──────── PROVIDED ENTRIES ────────

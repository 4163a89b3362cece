//! Local millisecond counter repair.
//!
//! The logger's millisecond counter should never step backwards. When it does
//! (a reset or an overflow glitch), the sample after the step is treated as
//! missing and refilled from its neighbours.

use tracing::debug;

/// Fill missing values by linear interpolation on array position.
///
/// Interior gaps are interpolated between the nearest valid neighbours. A
/// trailing gap carries the last valid value forward and a leading gap carries
/// the first valid value backward. An all-missing column stays missing.
#[must_use]
pub fn fill_missing(values: &[Option<f64>]) -> Vec<Option<f64>> {
    let mut out = values.to_vec();
    let valid: Vec<usize> = values
        .iter()
        .enumerate()
        .filter_map(|(i, v)| v.map(|_| i))
        .collect();

    let (Some(&first), Some(&last)) = (valid.first(), valid.last()) else {
        return out;
    };

    for slot in &mut out[..first] {
        *slot = values[first];
    }
    for slot in &mut out[last + 1..] {
        *slot = values[last];
    }

    for pair in valid.windows(2) {
        let (lo, hi) = (pair[0], pair[1]);
        if hi - lo < 2 {
            continue;
        }
        let (Some(y0), Some(y1)) = (values[lo], values[hi]) else {
            continue;
        };
        #[allow(clippy::cast_precision_loss)]
        let span = (hi - lo) as f64;
        for (k, slot) in out[lo + 1..hi].iter_mut().enumerate() {
            #[allow(clippy::cast_precision_loss)]
            let step = (k + 1) as f64;
            *slot = Some(y0 + (y1 - y0) * step / span);
        }
    }

    out
}

/// Repair backward jumps in the local millisecond counter.
///
/// Index `i + 1` is marked missing whenever `millis[i + 1] < millis[i]` in the
/// original sequence; missing values are then filled with [`fill_missing`]
/// and truncated back to whole ticks.
#[must_use]
pub fn repair_millis(millis: &[u32]) -> Vec<u32> {
    let mut column: Vec<Option<f64>> = millis.iter().map(|&m| Some(f64::from(m))).collect();

    let mut flagged = 0;
    for (i, pair) in millis.windows(2).enumerate() {
        if i64::from(pair[1]) < i64::from(pair[0]) {
            column[i + 1] = None;
            flagged += 1;
        }
    }

    if flagged == 0 {
        return millis.to_vec();
    }
    debug!(flagged, "Repairing backward steps in millisecond counter");

    fill_missing(&column)
        .into_iter()
        .zip(millis)
        .map(|(v, &orig)| v.map_or(orig, quantize))
        .collect()
}

#[allow(clippy::cast_possible_truncation, clippy::cast_sign_loss)]
fn quantize(value: f64) -> u32 {
    value.trunc().clamp(0.0, f64::from(u32::MAX)) as u32
}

────────

WORK REQUEST:
Please write out the records from above, keeping every line exact.

EXPECTED ANSWER:
repository 4163a89b3362cece
//! Local millisecond counter repair.
//!
//! The logger's millisecond counter should never step backwards. When it does
//! (a reset or an overflow glitch), the sample after the step is treated as
//! missing and refilled from its neighbours.

use tracing::debug;

/// Fill missing values by linear interpolation on array position.
///
/// Interior gaps are interpolated between the nearest valid neighbours. A
/// trailing gap carries the last valid value forward and a leading gap carries
/// the first valid value backward. An all-missing column stays missing.
#[must_use]
pub fn fill_missing(values: &[Option<f64>]) -> Vec<Option<f64>> {
    let mut out = values.to_vec();
    let valid: Vec<usize> = values
        .iter()
        .enumerate()
        .filter_map(|(i, v)| v.map(|_| i))
        .collect();

    let (Some(&first), Some(&last)) = (valid.first(), valid.last()) else {
        return out;
    };

    for slot in &mut out[..first] {
        *slot = values[first];
    }
    for slot in &mut out[last + 1..] {
        *slot = values[last];
    }

    for pair in valid.windows(2) {
        let (lo, hi) = (pair[0], pair[1]);
        if hi - lo < 2 {
            continue;
        }
        let (Some(y0), Some(y1)) = (values[lo], values[hi]) else {
            continue;
        };
        #[allow(clippy::cast_precision_loss)]
        let span = (hi - lo) as f64;
        for (k, slot) in out[lo + 1..hi].iter_mut().enumerate() {
            #[allow(clippy::cast_precision_loss)]
            let step = (k + 1) as f64;
            *slot = Some(y0 + (y1 - y0) * step / span);
        }
    }

    out
}

/// Repair backward jumps in the local millisecond counter.
///
/// Index `i + 1` is marked missing whenever `millis[i + 1] < millis[i]` in the
/// original sequence; missing values are then filled with [`fill_missing`]
/// and truncated back to whole ticks.
#[must_use]
pub fn repair_millis(millis: &[u32]) -> Vec<u32> {
    let mut column: Vec<Option<f64>> = millis.iter().map(|&m| Some(f64::from(m))).collect();

    let mut flagged = 0;
    for (i, pair) in millis.windows(2).enumerate() {
        if i64::from(pair[1]) < i64::from(pair[0]) {
            column[i + 1] = None;
            flagged += 1;
        }
    }

    if flagged == 0 {
        return millis.to_vec();
    }
    debug!(flagged, "Repairing backward steps in millisecond counter");

    fill_missing(&column)
        .into_iter()
        .zip(millis)
        .map(|(v, &orig)| v.map_or(orig, quantize))
        .collect()
}

#[allow(clippy::cast_possible_truncation, clippy::cast_sign_loss)]
fn quantize(value: f64) -> u32 {
    value.trunc().clamp(0.0, f64::from(u32::MAX)) as u32
}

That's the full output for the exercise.